Wracasz do domu załamana. W szkole źle ci idzie, oceny są coraz gorsze, nie dogadujesz się z nauczycielami i osobami z klasy. Z chłopakiem się ciągle kłócisz, relacja się psuje, a jeśli go nie masz, płaczesz nad tym, że nikt cię nie chce, nikt cię nie kocha. W domu nie najlepiej, rodzice wiecznie się Ciebie czepiają, nie rozumieją Twoich potrzeb, nie rozumieją niczego.
Odpalasz komputer, wchodzisz na Tumblr. Tylko tam Ciebie zrozumieją, zrozumieją Twoje problemy. Udostępniasz czarno-szaro-białe obrazki pociętych rąk, krwi, smutnych  cytatów, śmierci itp. Uważasz, że Tobie to pomaga. Czujesz się lepiej. Udostępniając kolejne obrazki już płaczesz, sięgasz po żyletkę i...

NIE! STOP!
Smutny Tumblr WCALE nie poprawia ci nastroju, tylko jeszcze bardziej DOŁUJE!

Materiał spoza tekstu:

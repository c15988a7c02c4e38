use anyhow::{Context, Result};
use serde::Deserialize;
use std::path::{Path, PathBuf};
use std::time::Duration;
use tracing::info;

use crate::session::TimeoutSettings;

#[derive(Debug, Clone, Default, Deserialize)]
pub struct Config {
    #[serde(default)]
    pub session: SessionConfig,
    #[serde(default)]
    pub auth: AuthConfig,
    #[serde(default)]
    pub storage: StorageConfig,
    #[serde(default)]
    pub logging: LoggingConfig,
}

#[derive(Debug, Clone, Deserialize)]
pub struct SessionConfig {
    /// Minutes before expiry at which the "expiring soon" warning is shown (default: 5)
    #[serde(default = "default_warning_time_minutes")]
    pub warning_time_minutes: u64,
    /// Seconds between expiry checks (default: 60)
    #[serde(default = "default_check_interval_seconds")]
    pub check_interval_seconds: u64,
    /// Minutes before expiry at which the session is silently renewed (default: 10)
    #[serde(default = "default_renewal_threshold_minutes")]
    pub renewal_threshold_minutes: u64,
    /// Minutes without activity before a forced logout (default: 30)
    #[serde(default = "default_max_idle_minutes")]
    pub max_idle_minutes: u64,
    /// Seconds between idle checks (default: 30)
    #[serde(default = "default_idle_check_interval_seconds")]
    pub idle_check_interval_seconds: u64,
    /// Minutes before expiry at which the scheduled renewal fires (default: 10)
    #[serde(default = "default_renewal_lead_minutes")]
    pub renewal_lead_minutes: u64,
    /// Path the user is sent to after a forced logout
    #[serde(default = "default_login_path")]
    pub login_path: String,
}

impl Default for SessionConfig {
    fn default() -> Self {
        Self {
            warning_time_minutes: default_warning_time_minutes(),
            check_interval_seconds: default_check_interval_seconds(),
            renewal_threshold_minutes: default_renewal_threshold_minutes(),
            max_idle_minutes: default_max_idle_minutes(),
            idle_check_interval_seconds: default_idle_check_interval_seconds(),
            renewal_lead_minutes: default_renewal_lead_minutes(),
            login_path: default_login_path(),
        }
    }
}

impl SessionConfig {
    pub fn timeout_settings(&self) -> TimeoutSettings {
        TimeoutSettings {
            warning_time: Duration::from_secs(self.warning_time_minutes * 60),
            check_interval: Duration::from_secs(self.check_interval_seconds),
            renewal_threshold: Duration::from_secs(self.renewal_threshold_minutes * 60),
            max_idle_time: Duration::from_secs(self.max_idle_minutes * 60),
            idle_check_interval: Duration::from_secs(self.idle_check_interval_seconds),
            renewal_lead: Duration::from_secs(self.renewal_lead_minutes * 60),
            login_path: self.login_path.clone(),
        }
    }
}

fn default_warning_time_minutes() -> u64 {
    5
}

fn default_check_interval_seconds() -> u64 {
    60
}

fn default_renewal_threshold_minutes() -> u64 {
    10
}

fn default_max_idle_minutes() -> u64 {
    30
}

fn default_idle_check_interval_seconds() -> u64 {
    30
}

fn default_renewal_lead_minutes() -> u64 {
    10
}

fn default_login_path() -> String {
    "/login".to_string()
}

#[derive(Debug, Clone, Deserialize)]
pub struct AuthConfig {
    /// Base URL of the auth API
    #[serde(default = "default_api_url")]
    pub api_url: String,
    #[serde(default = "default_refresh_path")]
    pub refresh_path: String,
    #[serde(default = "default_logout_path")]
    pub logout_path: String,
    /// Timeout for auth API requests in seconds (default: 10)
    #[serde(default = "default_request_timeout_seconds")]
    pub request_timeout_seconds: u64,
}

impl Default for AuthConfig {
    fn default() -> Self {
        Self {
            api_url: default_api_url(),
            refresh_path: default_refresh_path(),
            logout_path: default_logout_path(),
            request_timeout_seconds: default_request_timeout_seconds(),
        }
    }
}

fn default_api_url() -> String {
    "http://localhost:8080".to_string()
}

fn default_refresh_path() -> String {
    "/api/auth/refresh".to_string()
}

fn default_logout_path() -> String {
    "/api/auth/logout".to_string()
}

fn default_request_timeout_seconds() -> u64 {
    10
}

#[derive(Debug, Clone, Deserialize)]
pub struct StorageConfig {
    /// Mirror activity state to disk so it survives restarts
    #[serde(default = "default_storage_enabled")]
    pub enabled: bool,
    #[serde(default = "default_storage_path")]
    pub path: PathBuf,
}

impl Default for StorageConfig {
    fn default() -> Self {
        Self {
            enabled: default_storage_enabled(),
            path: default_storage_path(),
        }
    }
}

fn default_storage_enabled() -> bool {
    true
}

fn default_storage_path() -> PathBuf {
    PathBuf::from("./data/session.json")
}

#[derive(Debug, Clone, Deserialize)]
pub struct LoggingConfig {
    #[serde(default = "default_log_level")]
    pub level: String,
}

impl Default for LoggingConfig {
    fn default() -> Self {
        Self {
            level: default_log_level(),
        }
    }
}

fn default_log_level() -> String {
    "info".to_string()
}

impl Config {
    pub fn load(path: &Path) -> Result<Self> {
        if path.exists() {
            info!("Loading configuration from {}", path.display());
            let content = std::fs::read_to_string(path)
                .with_context(|| format!("Failed to read config file: {}", path.display()))?;
            let config: Config = toml::from_str(&content)
                .with_context(|| "Failed to parse configuration file")?;
            config.validate()?;
            Ok(config)
        } else {
            info!("No config file found, using defaults");
            Ok(Config::default())
        }
    }

    pub fn validate(&self) -> Result<()> {
        let session = &self.session;
        if session.warning_time_minutes == 0 {
            anyhow::bail!("session.warning_time_minutes must be greater than 0");
        }
        if session.check_interval_seconds == 0 {
            anyhow::bail!("session.check_interval_seconds must be greater than 0");
        }
        if session.idle_check_interval_seconds == 0 {
            anyhow::bail!("session.idle_check_interval_seconds must be greater than 0");
        }
        if session.max_idle_minutes == 0 {
            anyhow::bail!("session.max_idle_minutes must be greater than 0");
        }
        if !session.login_path.starts_with('/') {
            anyhow::bail!("session.login_path must be an absolute path");
        }
        if self.auth.request_timeout_seconds == 0 {
            anyhow::bail!("auth.request_timeout_seconds must be greater than 0");
        }
        Ok(())
    }
}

Skąd to wiem? Własne doświadczenia + obserwacje. Naprawdę, nie warto. Ja też miałam kiedyś smutnego Tumblra. Nic mnie nie cieszyło, widziałam same minusy. Kiedy odłożyłam go na miesiąc, dwa - miałam lepszy humor. Serio. Potem zaczęłam reblogować tylko rzeczy, które mnie uszczęśliwiają, które lubię i które wywołują uśmiech. 

Staraj cieszyć się z małych rzeczy, tych najmniejszych! Zrób listę, co cię uszczęśliwia, albo co chcesz osiągnąć w swoim życiu. To mogą być nawet te mniejsze cele. Przykładowo - pouczyć się do sprawdzianu i dostać pozytywną ocenę. Osiąganie tego, czego się chce także uszczęśliwia, nieprawdaż? Ciesz się z tego, że żyjesz, oddychasz, chodzisz po tym świecie, patrzysz na słońce, na śnieg który spada z nieba, na mrówki, które pracowicie wykonują swoją robotę. Życie masz tylko jedno. Głupie byłoby stracić je w taki sposób jak samobójstwo, no nie?


Widzisz smutny Tumblr? ZGŁOŚ! Według "regulaminu" smutne tumblry powinno się ZGŁASZAĆ!
________________________________________________________________________________


Nie poddawajcie się! Walczcie. Proszę.